What lines in the following entries hold the word "ConfigStore"? Copy each one.

Dataset entries

»»

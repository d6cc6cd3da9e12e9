use super::{can_configure, on_off, scope_id, threshold_cap, update_config};
use crate::duration::format_seconds;
use crate::moderation::{
    CategoryFamily, GuildModerationConfig, PunishmentAction, ViolationCategory, parse_directive,
};
use crate::{Context, Error, store};
use poise::serenity_prelude as serenity;
use std::fmt::Write as _;

#[derive(Debug, Clone, Copy, poise::ChoiceParameter)]
pub enum ListAction {
    #[name = "add"]
    Add,
    #[name = "remove"]
    Remove,
}

/// Anti-nuke settings
#[poise::command(
    prefix_command,
    slash_command,
    guild_only,
    check = "can_configure",
    subcommands(
        "enable",
        "disable",
        "status",
        "config",
        "whitelist",
        "setmod",
        "modrole",
        "mods",
        "bypass",
        "logchannel",
        "reset"
    ),
    subcommand_required
)]
pub async fn antinuke(_ctx: Context<'_>) -> Result<(), Error> {
    Ok(())
}

/// Turn anti-nuke protection on
#[poise::command(prefix_command, slash_command, guild_only, check = "can_configure")]
pub async fn enable(ctx: Context<'_>) -> Result<(), Error> {
    update_config(ctx, |config| config.enabled = true).await?;
    ctx.say("Anti-nuke protection enabled.").await?;
    Ok(())
}

/// Turn anti-nuke protection off
#[poise::command(prefix_command, slash_command, guild_only, check = "can_configure")]
pub async fn disable(ctx: Context<'_>) -> Result<(), Error> {
    update_config(ctx, |config| config.enabled = false).await?;
    ctx.say("Anti-nuke protection disabled.").await?;
    Ok(())
}

/// Restore every category policy to its default
#[poise::command(prefix_command, slash_command, guild_only, check = "can_configure")]
pub async fn reset(ctx: Context<'_>) -> Result<(), Error> {
    update_config(ctx, GuildModerationConfig::seed_defaults).await?;
    ctx.say("Every category policy is back to its default.").await?;
    Ok(())
}

/// Show every anti-nuke category and its policy
#[poise::command(prefix_command, slash_command, guild_only, check = "can_configure")]
pub async fn status(ctx: Context<'_>) -> Result<(), Error> {
    let config = ctx.data().store().get_or_default(scope_id(ctx)?).await?;
    ctx.say(status_report(&config)).await?;
    Ok(())
}

/// Configure a category, e.g. `mass mention enable 3 timeout 10m`
#[poise::command(
    prefix_command,
    slash_command,
    guild_only,
    check = "can_configure",
    aliases("set")
)]
pub async fn config(
    ctx: Context<'_>,
    #[description = "<category> [enable|disable] [threshold] [ban|kick|strip|timeout [duration]]"]
    #[rest]
    directive: String,
) -> Result<(), Error> {
    let mut directive = match parse_directive(&directive) {
        Ok(directive) => directive,
        Err(e) => {
            ctx.say(e.to_string()).await?;
            return Ok(());
        }
    };

    let category = directive.category;
    let capacity = threshold_cap(ctx, category);
    let capped = directive.cap_threshold(capacity);
    let updated = store::modify(&**ctx.data().store(), scope_id(ctx)?, move |config| {
        directive.apply(config);
    })
    .await?;

    let mut reply = format!(
        "Updated **{category}**: {}",
        describe_policy(&updated, category)
    );
    if capped {
        let _ = write!(
            reply,
            "\nThreshold lowered to {capacity}, the most this category can count in its window."
        );
    }
    ctx.say(reply).await?;
    Ok(())
}

/// Add or remove a member from the whitelist
#[poise::command(prefix_command, slash_command, guild_only, check = "can_configure")]
pub async fn whitelist(
    ctx: Context<'_>,
    #[description = "add or remove"] action: ListAction,
    #[description = "Member to trust"] user: serenity::User,
) -> Result<(), Error> {
    let user_id = user.id.get();
    update_config(ctx, move |config| match action {
        ListAction::Add => {
            config.whitelist.insert(user_id);
        }
        ListAction::Remove => {
            config.whitelist.remove(&user_id);
        }
    })
    .await?;

    let verb = match action {
        ListAction::Add => "added to",
        ListAction::Remove => "removed from",
    };
    ctx.say(format!("{} {verb} the anti-nuke whitelist.", user.name))
        .await?;
    Ok(())
}

/// Set the role exempt from every anti-nuke category
#[poise::command(prefix_command, slash_command, guild_only, check = "can_configure")]
pub async fn setmod(
    ctx: Context<'_>,
    #[description = "Anti-nuke moderator role"] role: serenity::Role,
) -> Result<(), Error> {
    let role_id = role.id.get();
    update_config(ctx, move |config| config.moderator_role = Some(role_id)).await?;
    ctx.say(format!("Anti-nuke moderator role set to **{}**.", role.name))
        .await?;
    Ok(())
}

/// Set the role exempt from one category
#[poise::command(prefix_command, slash_command, guild_only, check = "can_configure")]
pub async fn modrole(
    ctx: Context<'_>,
    #[description = "Role to exempt"] role: serenity::Role,
    #[description = "Category, e.g. \"mass ban\""]
    #[rest]
    category: String,
) -> Result<(), Error> {
    let Some(category) = ViolationCategory::find_in(&category.to_lowercase()) else {
        ctx.say(format!("Unknown category `{category}`.")).await?;
        return Ok(());
    };

    let role_id = role.id.get();
    update_config(ctx, move |config| {
        config.category_moderator_roles.insert(category, role_id);
    })
    .await?;
    ctx.say(format!("**{}** is now exempt from **{category}**.", role.name))
        .await?;
    Ok(())
}

/// List moderator roles
#[poise::command(prefix_command, slash_command, guild_only, check = "can_configure")]
pub async fn mods(ctx: Context<'_>) -> Result<(), Error> {
    let config = ctx.data().store().get_or_default(scope_id(ctx)?).await?;
    ctx.say(moderator_report(&config)).await?;
    Ok(())
}

/// Add or remove a bypass administrator
#[poise::command(prefix_command, slash_command, guild_only, check = "can_configure")]
pub async fn bypass(
    ctx: Context<'_>,
    #[description = "add or remove"] action: ListAction,
    #[description = "Member trusted like the owner"] user: serenity::User,
) -> Result<(), Error> {
    // Only the owner tier may hand out owner-level trust
    let caller = ctx.author().id.get();
    let is_owner = ctx.data().settings.is_owner(caller)
        || ctx.guild().is_some_and(|g| g.owner_id.get() == caller);
    if !is_owner {
        ctx.say("Only the server owner can change bypass administrators.")
            .await?;
        return Ok(());
    }

    let user_id = user.id.get();
    update_config(ctx, move |config| match action {
        ListAction::Add => {
            config.bypass_admins.insert(user_id);
        }
        ListAction::Remove => {
            config.bypass_admins.remove(&user_id);
        }
    })
    .await?;
    ctx.say(format!(
        "{} is {} a bypass administrator.",
        user.name,
        match action {
            ListAction::Add => "now",
            ListAction::Remove => "no longer",
        }
    ))
    .await?;
    Ok(())
}

/// Report enforcement in a channel; omit the channel to stop
#[poise::command(prefix_command, slash_command, guild_only, check = "can_configure")]
pub async fn logchannel(
    ctx: Context<'_>,
    #[description = "Channel for enforcement reports"] channel: Option<serenity::GuildChannel>,
) -> Result<(), Error> {
    let channel_id = channel.as_ref().map(|c| c.id.get());
    update_config(ctx, move |config| config.log_channel_id = channel_id).await?;
    match channel_id {
        Some(id) => ctx.say(format!("Enforcement reports go to <#{id}>.")).await?,
        None => ctx.say("Enforcement reports turned off.").await?,
    };
    Ok(())
}

fn describe_policy(config: &GuildModerationConfig, category: ViolationCategory) -> String {
    let policy = config.policy(category);
    let action = if policy.action == PunishmentAction::Timeout {
        format!("timeout {}", format_seconds(policy.effective_timeout()))
    } else {
        policy.action.to_string()
    };
    format!(
        "{}, threshold {}, {action}",
        on_off(policy.enabled),
        policy.threshold
    )
}

fn status_report(config: &GuildModerationConfig) -> String {
    let mut out = format!("Anti-nuke is **{}**\n", on_off(config.enabled));
    for category in ViolationCategory::ALL
        .into_iter()
        .filter(|c| c.family() == CategoryFamily::AntiNuke)
    {
        let _ = writeln!(out, "{category}: {}", describe_policy(config, category));
    }
    let _ = write!(out, "Whitelisted members: {}", config.whitelist.len());
    out
}

fn moderator_report(config: &GuildModerationConfig) -> String {
    let mut out = match config.moderator_role {
        Some(role) => format!("General moderator role: <@&{role}>"),
        None => "General moderator role: not set".to_string(),
    };
    for (category, role) in &config.category_moderator_roles {
        let _ = write!(out, "\n{category}: <@&{role}>");
    }
    out
}
use std::{ops::Deref, sync::Arc};

use crate::community::Debounce;
use crate::enforcement::{DiscordEnforcer, Enforcer, Remediation};
use crate::giveaway::{GiveawayManager, GiveawayStore};
use crate::moderation::{ModerationService, detect::MessageTrail};
use crate::settings::{Settings, SettingsError};
use crate::store::{ConfigStore, YamlConfigStore};
use crate::ticket::TicketDesk;
use chrono::{DateTime, Duration, Utc};
use dashmap::DashMap;
use poise::serenity_prelude::{self as serenity, Http};
use serenity::prelude::TypeMapKey;

/// Messages remembered per user for spam cleanup
const TRAIL_CAPACITY: usize = 100;

/// Grace period for a delete event racing its audit entry
const SNAPSHOT_GRACE: std::time::Duration = std::time::Duration::from_millis(500);

/// Restore data captured from delete events, consumed when the matching audit entry arrives
#[derive(Clone, Default)]
pub struct RestoreSnapshots {
    entries: Arc<DashMap<u64, (Remediation, DateTime<Utc>)>>,
}

impl RestoreSnapshots {
    pub fn insert(&self, target_id: u64, remediation: Remediation, at: DateTime<Utc>) {
        self.entries.insert(target_id, (remediation, at));
    }

    #[must_use]
    pub fn take(&self, target_id: u64) -> Option<Remediation> {
        self.entries.remove(&target_id).map(|(_, (r, _))| r)
    }

    /// Take the snapshot, waiting `grace` once if the delete event has not landed yet
    pub async fn take_settled(&self, target_id: u64, grace: std::time::Duration) -> Option<Remediation> {
        if let Some(remediation) = self.take(target_id) {
            return Some(remediation);
        }
        tokio::time::sleep(grace).await;
        self.take(target_id)
    }

    /// Drop snapshots older than `max_age`
    pub fn prune(&self, now: DateTime<Utc>, max_age: Duration) -> usize {
        let before = self.entries.len();
        self.entries.retain(|_, (_, at)| now - *at < max_age);
        before - self.entries.len()
    }

    #[must_use]
    pub fn len(&self) -> usize {
        self.entries.len()
    }

    #[must_use]
    pub fn is_empty(&self) -> bool {
        self.entries.is_empty()
    }
}

/// Centralized data structure for the bot
#[derive(Clone)]
pub struct Data(pub Arc<DataInner>);

/// Shared services, cheap to clone through `Data`
pub struct DataInner {
    pub settings: Settings,
    pub moderation: ModerationService,
    pub trail: MessageTrail,
    pub snapshots: RestoreSnapshots,
    pub giveaways: GiveawayManager,
    pub tickets: TicketDesk,
    pub vanity_debounce: Debounce,
    pub booster_debounce: Debounce,
}

// Implement TypeMapKey for Data to allow storing it in Serenity's data map
impl TypeMapKey for Data {
    type Value = Data;
}

impl std::fmt::Debug for Data {
    fn fmt(&self, f: &mut std::fmt::Formatter<'_>) -> std::fmt::Result {
        f.debug_struct("Data")
            .field("moderation", &self.moderation)
            .field("trail", &self.trail)
            .field("snapshots", &self.snapshots.len())
            .field("giveaways", &self.giveaways)
            .field("tickets", &self.tickets)
            .finish_non_exhaustive()
    }
}

impl Deref for Data {
    type Target = DataInner;

    fn deref(&self) -> &Self::Target {
        &self.0
    }
}

impl Data {
    /// Build every service from settings, loading persisted giveaways
    ///
    /// # Errors
    /// Returns an error if the tracker windows in `settings` are invalid
    pub async fn load(settings: Settings, http: Arc<Http>) -> Result<Self, SettingsError> {
        let store: Arc<dyn ConfigStore> = Arc::new(YamlConfigStore::new(&settings.data_dir));
        let enforcer: Arc<dyn Enforcer> = Arc::new(DiscordEnforcer::new(http));
        let giveaways = GiveawayManager::new(GiveawayStore::load(&settings.data_dir).await);
        Self::with_services(settings, store, enforcer, giveaways)
    }

    /// Assemble from explicit services
    ///
    /// # Errors
    /// Returns an error if the tracker windows in `settings` are invalid
    pub fn with_services(
        settings: Settings,
        store: Arc<dyn ConfigStore>,
        enforcer: Arc<dyn Enforcer>,
        giveaways: GiveawayManager,
    ) -> Result<Self, SettingsError> {
        let moderation = ModerationService::new(settings.tracker_settings()?, store, enforcer);
        Ok(Self(Arc::new(DataInner {
            settings,
            moderation,
            trail: MessageTrail::new(TRAIL_CAPACITY),
            snapshots: RestoreSnapshots::default(),
            giveaways,
            tickets: TicketDesk::default(),
            vanity_debounce: Debounce::default(),
            booster_debounce: Debounce::default(),
        })))
    }

    /// Configuration store shared with the moderation pipeline
    #[must_use]
    pub fn store(&self) -> &Arc<dyn ConfigStore> {
        self.moderation.store()
    }

    /// Restore data for a deleted channel or role, tolerating event reordering
    pub async fn restore_snapshot(&self, target_id: u64) -> Option<Remediation> {
        self.snapshots.take_settled(target_id, SNAPSHOT_GRACE).await
    }

    /// Periodic cleanup of idle tracker windows, trails and stale snapshots
    pub fn prune(&self, now: DateTime<Utc>) {
        self.moderation.prune_idle(now);
        self.trail.prune_idle(now, Duration::minutes(5));
        self.snapshots.prune(now, Duration::minutes(1));
    }
}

««

** SOLUTION FOR THIS TASK **
use crate::store::{ConfigStore, YamlConfigStore};
        let store: Arc<dyn ConfigStore> = Arc::new(YamlConfigStore::new(&settings.data_dir));
        store: Arc<dyn ConfigStore>,
    pub fn store(&self) -> &Arc<dyn ConfigStore> {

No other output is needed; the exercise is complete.